To do
Find each line of the entries with the string "melee", please, and copy it.

Input data
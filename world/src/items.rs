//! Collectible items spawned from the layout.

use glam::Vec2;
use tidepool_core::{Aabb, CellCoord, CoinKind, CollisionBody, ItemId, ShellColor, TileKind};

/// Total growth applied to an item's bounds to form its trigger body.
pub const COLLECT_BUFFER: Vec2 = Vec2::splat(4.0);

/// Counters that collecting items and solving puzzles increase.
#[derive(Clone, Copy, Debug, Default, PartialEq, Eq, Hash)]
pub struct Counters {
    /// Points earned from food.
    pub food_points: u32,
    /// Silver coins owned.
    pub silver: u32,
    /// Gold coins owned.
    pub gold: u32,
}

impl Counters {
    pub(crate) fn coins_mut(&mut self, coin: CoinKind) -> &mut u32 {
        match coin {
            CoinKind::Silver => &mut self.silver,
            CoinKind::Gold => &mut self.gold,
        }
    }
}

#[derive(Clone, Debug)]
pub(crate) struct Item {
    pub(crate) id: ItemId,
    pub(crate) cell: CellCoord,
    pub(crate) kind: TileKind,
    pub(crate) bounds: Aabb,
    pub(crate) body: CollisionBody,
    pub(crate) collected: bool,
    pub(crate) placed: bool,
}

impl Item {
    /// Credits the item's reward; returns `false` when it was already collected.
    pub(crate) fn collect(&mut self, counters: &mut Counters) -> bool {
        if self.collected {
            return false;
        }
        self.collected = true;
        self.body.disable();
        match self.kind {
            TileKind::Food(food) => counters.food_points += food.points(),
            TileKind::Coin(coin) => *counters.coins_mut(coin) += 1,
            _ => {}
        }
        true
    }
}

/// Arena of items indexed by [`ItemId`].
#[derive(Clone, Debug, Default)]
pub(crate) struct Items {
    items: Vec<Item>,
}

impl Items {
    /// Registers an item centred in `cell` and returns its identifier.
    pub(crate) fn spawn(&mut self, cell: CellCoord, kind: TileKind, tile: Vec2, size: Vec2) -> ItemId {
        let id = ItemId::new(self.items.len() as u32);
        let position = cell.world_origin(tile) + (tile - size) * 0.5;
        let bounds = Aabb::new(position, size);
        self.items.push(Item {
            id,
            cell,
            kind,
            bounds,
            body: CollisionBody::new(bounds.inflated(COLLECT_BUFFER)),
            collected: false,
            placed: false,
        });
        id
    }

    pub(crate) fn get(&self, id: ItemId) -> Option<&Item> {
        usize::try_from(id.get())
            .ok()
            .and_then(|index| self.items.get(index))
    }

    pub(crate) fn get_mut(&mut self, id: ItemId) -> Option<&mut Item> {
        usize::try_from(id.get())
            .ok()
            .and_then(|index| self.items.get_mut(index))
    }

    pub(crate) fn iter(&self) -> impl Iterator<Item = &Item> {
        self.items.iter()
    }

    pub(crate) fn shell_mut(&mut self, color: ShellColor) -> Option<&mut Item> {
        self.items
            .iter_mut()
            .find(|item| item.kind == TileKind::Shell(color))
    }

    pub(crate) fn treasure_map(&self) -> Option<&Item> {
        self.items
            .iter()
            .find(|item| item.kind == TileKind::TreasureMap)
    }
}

* * *

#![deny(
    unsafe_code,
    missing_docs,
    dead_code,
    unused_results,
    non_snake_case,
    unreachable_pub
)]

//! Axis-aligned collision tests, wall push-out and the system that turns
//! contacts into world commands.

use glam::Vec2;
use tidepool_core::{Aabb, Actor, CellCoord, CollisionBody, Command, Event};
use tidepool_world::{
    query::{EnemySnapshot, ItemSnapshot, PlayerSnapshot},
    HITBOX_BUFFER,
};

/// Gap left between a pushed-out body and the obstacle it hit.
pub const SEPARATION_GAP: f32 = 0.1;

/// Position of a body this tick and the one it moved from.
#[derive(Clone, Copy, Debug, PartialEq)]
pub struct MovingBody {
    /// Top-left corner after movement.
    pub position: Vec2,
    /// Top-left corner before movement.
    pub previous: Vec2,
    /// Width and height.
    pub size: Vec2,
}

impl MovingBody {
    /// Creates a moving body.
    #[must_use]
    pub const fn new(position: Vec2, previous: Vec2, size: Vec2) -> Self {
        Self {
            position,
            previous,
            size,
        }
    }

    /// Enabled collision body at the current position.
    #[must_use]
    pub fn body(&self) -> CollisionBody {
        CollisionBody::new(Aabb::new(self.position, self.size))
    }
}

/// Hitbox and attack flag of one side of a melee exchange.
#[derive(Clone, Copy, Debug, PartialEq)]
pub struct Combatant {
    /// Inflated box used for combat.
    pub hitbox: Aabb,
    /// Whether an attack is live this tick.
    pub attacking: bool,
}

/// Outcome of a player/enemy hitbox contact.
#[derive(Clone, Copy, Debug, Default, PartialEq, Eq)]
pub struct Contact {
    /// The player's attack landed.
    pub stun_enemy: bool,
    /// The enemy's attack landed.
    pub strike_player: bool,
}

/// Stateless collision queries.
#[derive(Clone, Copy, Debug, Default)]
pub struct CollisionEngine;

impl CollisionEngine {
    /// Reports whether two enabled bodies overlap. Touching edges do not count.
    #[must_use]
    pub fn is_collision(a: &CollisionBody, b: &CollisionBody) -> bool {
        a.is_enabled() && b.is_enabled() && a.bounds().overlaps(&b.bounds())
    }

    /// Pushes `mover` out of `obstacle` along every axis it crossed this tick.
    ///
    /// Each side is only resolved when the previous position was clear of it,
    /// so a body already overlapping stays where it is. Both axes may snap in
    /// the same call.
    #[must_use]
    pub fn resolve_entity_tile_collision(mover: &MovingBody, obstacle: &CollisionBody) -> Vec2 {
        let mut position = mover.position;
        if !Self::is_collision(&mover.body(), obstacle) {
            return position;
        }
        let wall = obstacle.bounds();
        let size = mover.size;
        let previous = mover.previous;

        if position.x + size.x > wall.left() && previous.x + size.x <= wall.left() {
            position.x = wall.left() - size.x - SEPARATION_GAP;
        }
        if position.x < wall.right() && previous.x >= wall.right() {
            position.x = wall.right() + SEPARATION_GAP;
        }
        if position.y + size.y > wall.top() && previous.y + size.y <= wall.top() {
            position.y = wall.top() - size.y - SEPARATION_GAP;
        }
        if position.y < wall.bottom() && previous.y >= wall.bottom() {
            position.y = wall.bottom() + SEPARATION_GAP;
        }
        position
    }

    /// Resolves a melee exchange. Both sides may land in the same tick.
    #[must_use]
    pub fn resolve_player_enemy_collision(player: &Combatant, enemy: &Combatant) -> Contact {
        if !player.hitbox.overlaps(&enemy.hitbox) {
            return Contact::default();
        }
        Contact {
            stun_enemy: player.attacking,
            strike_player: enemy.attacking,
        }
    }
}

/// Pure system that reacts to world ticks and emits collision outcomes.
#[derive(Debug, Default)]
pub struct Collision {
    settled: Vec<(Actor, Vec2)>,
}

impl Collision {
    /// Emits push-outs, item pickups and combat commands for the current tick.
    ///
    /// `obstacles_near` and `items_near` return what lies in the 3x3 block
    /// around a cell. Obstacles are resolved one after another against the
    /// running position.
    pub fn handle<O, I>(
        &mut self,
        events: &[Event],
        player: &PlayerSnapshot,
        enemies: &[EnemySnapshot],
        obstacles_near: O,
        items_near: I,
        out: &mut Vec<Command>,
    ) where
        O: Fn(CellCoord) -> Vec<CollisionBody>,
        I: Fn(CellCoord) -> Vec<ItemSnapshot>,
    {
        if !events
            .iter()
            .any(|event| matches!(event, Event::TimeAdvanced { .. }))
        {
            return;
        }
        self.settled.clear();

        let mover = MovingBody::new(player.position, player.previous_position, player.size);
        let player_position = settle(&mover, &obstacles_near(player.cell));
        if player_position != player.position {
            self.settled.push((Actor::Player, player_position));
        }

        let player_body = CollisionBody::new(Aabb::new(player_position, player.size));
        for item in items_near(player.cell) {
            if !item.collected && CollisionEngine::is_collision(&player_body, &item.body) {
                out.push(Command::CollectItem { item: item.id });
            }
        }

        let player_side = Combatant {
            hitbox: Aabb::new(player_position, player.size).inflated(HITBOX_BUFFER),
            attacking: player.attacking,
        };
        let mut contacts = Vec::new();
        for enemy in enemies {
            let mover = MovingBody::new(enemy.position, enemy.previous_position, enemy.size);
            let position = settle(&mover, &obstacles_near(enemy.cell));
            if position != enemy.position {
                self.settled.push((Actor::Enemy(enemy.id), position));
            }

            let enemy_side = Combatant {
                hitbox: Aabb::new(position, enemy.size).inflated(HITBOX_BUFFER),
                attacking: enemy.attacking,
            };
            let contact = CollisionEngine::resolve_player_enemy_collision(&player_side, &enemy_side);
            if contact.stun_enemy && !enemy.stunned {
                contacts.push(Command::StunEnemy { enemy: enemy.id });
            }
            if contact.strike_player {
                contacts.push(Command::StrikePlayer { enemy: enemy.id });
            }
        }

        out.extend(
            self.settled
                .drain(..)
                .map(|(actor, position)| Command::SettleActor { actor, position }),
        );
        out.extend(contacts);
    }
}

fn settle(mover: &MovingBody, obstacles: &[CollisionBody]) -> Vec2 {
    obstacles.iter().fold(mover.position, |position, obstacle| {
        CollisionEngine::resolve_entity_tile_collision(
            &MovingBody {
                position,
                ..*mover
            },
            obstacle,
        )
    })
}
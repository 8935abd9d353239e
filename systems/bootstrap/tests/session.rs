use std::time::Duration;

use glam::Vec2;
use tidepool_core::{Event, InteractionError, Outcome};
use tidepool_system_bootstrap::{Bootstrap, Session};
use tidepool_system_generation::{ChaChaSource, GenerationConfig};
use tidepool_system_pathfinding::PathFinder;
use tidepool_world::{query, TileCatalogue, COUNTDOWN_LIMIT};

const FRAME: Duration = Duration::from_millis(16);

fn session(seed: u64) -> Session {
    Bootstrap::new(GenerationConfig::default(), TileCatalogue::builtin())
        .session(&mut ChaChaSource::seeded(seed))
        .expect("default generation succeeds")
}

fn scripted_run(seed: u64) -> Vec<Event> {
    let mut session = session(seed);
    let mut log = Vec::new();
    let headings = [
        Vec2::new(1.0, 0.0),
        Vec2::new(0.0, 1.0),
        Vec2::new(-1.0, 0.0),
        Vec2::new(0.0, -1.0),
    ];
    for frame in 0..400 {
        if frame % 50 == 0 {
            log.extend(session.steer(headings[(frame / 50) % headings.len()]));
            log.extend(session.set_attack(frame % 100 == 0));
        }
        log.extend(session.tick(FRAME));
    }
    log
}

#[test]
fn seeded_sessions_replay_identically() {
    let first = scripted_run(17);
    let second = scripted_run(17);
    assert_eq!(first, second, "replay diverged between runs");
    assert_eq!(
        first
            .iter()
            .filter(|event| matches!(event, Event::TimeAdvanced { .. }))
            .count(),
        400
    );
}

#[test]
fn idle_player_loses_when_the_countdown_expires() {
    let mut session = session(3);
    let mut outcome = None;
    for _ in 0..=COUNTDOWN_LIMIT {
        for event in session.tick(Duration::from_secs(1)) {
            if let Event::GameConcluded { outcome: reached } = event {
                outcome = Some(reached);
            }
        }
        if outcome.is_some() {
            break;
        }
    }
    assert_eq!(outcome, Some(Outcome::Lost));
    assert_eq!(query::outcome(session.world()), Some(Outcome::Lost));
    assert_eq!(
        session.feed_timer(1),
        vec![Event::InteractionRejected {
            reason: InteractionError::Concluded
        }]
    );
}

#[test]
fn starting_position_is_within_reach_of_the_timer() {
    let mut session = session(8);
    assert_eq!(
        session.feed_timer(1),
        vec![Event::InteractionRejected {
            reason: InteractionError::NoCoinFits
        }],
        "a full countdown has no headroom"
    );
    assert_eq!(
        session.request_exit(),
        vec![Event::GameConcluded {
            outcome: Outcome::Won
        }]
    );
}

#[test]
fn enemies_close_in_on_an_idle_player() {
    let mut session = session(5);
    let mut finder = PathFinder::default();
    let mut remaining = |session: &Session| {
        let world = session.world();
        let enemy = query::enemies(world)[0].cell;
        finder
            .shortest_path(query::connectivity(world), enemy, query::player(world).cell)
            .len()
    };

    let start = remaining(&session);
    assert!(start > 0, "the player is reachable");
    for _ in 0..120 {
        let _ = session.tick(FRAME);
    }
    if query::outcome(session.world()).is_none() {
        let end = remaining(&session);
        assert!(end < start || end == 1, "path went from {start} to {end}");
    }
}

---

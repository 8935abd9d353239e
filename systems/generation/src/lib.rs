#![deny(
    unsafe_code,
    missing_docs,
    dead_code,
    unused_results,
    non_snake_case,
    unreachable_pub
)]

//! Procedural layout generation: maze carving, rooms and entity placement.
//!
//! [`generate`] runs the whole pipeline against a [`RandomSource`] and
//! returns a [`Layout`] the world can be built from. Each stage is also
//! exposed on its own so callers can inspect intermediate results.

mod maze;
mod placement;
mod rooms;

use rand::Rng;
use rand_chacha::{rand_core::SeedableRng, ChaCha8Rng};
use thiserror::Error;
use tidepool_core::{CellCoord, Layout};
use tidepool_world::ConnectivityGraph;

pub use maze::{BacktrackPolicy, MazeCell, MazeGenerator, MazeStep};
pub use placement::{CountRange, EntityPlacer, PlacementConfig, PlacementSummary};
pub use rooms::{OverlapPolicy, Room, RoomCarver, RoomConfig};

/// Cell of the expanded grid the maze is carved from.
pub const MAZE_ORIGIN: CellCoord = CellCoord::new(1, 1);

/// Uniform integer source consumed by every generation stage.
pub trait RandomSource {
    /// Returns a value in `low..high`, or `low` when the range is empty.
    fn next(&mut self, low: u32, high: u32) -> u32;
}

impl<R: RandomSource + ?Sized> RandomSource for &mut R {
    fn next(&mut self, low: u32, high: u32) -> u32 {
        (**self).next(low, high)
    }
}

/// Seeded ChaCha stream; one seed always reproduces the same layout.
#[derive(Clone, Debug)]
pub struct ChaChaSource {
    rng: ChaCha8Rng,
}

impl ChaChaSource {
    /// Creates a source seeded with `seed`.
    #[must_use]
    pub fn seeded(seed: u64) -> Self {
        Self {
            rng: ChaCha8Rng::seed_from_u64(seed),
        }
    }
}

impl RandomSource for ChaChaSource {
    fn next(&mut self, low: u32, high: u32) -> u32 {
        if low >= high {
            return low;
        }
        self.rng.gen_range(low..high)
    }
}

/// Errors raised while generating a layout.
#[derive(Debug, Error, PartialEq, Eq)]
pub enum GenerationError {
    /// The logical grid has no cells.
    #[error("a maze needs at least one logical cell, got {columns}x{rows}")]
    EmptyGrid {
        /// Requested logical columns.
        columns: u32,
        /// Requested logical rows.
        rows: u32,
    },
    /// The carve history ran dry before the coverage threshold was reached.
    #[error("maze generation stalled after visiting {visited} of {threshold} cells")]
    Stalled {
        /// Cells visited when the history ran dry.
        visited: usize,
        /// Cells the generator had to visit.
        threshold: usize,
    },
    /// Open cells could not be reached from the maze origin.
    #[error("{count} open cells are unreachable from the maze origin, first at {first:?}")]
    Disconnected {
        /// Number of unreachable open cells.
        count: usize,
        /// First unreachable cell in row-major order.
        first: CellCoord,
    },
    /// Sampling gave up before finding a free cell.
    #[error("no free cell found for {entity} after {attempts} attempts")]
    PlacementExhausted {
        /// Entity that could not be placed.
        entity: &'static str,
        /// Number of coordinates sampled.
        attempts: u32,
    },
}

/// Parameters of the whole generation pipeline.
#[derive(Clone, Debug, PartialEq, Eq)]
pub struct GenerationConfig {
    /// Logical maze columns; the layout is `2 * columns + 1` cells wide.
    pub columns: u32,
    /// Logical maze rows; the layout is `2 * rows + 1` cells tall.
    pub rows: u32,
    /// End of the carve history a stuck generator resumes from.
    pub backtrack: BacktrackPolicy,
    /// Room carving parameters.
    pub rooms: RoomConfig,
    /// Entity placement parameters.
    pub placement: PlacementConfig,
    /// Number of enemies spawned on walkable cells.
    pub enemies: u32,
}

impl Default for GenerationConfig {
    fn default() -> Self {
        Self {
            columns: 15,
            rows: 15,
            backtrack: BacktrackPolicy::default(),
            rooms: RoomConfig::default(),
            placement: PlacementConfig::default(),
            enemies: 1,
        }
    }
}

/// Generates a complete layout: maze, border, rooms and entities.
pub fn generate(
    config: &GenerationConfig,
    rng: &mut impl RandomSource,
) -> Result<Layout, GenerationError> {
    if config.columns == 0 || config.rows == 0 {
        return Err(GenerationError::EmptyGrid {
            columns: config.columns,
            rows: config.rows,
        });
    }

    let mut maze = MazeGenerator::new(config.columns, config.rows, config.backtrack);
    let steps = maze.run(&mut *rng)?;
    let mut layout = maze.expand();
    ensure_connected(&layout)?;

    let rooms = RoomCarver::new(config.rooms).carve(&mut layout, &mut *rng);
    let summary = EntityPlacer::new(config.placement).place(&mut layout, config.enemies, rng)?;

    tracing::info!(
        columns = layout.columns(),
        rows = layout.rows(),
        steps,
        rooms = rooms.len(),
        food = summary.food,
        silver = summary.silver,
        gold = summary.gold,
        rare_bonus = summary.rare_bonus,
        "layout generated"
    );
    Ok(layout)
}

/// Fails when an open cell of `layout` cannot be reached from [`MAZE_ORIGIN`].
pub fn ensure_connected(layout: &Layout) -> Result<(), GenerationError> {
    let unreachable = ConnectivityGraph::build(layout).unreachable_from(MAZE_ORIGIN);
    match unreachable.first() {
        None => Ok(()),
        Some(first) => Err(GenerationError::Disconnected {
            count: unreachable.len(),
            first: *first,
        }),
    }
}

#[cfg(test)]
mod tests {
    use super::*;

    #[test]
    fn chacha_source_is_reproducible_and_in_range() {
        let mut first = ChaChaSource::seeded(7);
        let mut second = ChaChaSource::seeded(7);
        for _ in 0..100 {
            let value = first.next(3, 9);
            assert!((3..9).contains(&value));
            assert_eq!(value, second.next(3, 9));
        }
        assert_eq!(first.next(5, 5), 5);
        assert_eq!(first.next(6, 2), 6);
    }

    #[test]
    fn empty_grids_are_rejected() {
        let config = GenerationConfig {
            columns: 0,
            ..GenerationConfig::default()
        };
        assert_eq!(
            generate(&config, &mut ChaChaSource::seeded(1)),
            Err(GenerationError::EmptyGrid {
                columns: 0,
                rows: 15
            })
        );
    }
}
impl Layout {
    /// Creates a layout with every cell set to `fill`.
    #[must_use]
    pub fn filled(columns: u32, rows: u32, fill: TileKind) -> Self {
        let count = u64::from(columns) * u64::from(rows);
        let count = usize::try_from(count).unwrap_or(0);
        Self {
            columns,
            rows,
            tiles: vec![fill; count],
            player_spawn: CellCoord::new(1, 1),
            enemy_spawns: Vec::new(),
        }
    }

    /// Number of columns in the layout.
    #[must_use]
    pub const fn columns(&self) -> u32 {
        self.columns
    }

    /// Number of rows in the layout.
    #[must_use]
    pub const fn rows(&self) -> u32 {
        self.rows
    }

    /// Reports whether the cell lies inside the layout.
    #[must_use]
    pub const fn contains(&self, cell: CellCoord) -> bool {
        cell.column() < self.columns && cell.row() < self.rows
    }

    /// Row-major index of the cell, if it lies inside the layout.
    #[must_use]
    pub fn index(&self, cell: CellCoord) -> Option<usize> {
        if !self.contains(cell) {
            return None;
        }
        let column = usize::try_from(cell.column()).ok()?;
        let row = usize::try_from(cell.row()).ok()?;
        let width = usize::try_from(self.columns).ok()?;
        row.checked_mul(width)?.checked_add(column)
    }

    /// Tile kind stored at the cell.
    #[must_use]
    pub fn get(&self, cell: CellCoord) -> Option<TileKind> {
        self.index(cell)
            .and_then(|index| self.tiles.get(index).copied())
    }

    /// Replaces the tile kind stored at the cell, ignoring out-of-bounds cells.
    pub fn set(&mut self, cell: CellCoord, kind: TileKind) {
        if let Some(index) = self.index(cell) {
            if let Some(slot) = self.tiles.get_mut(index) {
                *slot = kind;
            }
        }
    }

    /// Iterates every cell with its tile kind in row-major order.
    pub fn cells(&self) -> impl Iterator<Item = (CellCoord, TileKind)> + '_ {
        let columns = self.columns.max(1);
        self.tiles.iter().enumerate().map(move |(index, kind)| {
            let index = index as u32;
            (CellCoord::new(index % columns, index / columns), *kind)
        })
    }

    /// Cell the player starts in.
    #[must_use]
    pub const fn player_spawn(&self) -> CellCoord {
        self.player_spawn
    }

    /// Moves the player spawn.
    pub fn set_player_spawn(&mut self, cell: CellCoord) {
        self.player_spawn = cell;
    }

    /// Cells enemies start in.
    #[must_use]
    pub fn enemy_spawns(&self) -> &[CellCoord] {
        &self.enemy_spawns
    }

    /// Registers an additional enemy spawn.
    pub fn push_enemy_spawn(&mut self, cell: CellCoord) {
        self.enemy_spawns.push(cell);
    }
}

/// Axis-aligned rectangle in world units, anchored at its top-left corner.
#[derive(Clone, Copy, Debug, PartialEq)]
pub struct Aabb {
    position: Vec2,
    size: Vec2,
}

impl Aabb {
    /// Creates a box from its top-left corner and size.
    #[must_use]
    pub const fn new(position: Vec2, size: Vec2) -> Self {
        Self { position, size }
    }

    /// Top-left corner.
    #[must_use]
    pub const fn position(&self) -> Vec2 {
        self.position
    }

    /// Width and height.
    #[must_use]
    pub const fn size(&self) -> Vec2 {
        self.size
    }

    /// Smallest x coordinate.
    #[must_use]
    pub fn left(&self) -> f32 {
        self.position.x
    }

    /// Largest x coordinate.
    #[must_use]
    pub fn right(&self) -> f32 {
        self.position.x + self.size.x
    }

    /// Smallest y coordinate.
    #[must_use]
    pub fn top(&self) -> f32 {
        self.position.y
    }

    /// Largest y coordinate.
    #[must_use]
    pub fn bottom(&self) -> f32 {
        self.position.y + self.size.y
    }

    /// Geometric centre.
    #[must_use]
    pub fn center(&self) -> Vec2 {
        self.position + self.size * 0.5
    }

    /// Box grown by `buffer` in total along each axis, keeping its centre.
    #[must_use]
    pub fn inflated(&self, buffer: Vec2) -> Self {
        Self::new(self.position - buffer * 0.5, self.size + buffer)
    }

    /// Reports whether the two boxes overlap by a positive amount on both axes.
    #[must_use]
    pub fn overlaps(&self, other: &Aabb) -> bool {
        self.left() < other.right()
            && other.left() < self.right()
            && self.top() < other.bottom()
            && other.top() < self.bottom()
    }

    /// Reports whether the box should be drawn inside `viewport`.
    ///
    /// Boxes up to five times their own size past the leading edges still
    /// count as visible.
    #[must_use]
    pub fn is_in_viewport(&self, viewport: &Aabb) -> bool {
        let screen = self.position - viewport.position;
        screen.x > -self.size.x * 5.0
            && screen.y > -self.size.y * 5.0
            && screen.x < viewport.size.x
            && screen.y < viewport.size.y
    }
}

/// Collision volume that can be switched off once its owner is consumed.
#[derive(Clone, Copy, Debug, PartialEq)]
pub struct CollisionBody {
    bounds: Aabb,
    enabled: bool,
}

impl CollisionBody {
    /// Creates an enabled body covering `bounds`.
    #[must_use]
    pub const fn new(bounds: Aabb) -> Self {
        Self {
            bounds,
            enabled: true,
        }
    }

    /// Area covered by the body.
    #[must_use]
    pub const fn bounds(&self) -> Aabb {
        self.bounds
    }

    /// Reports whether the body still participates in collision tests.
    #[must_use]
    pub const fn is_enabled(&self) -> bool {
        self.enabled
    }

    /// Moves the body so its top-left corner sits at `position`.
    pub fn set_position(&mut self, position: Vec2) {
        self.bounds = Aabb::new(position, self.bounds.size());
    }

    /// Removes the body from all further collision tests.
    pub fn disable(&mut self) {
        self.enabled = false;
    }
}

Completed exercise
/// Hitbox and attack flag of one side of a melee exchange.
    /// Resolves a melee exchange. Both sides may land in the same tick.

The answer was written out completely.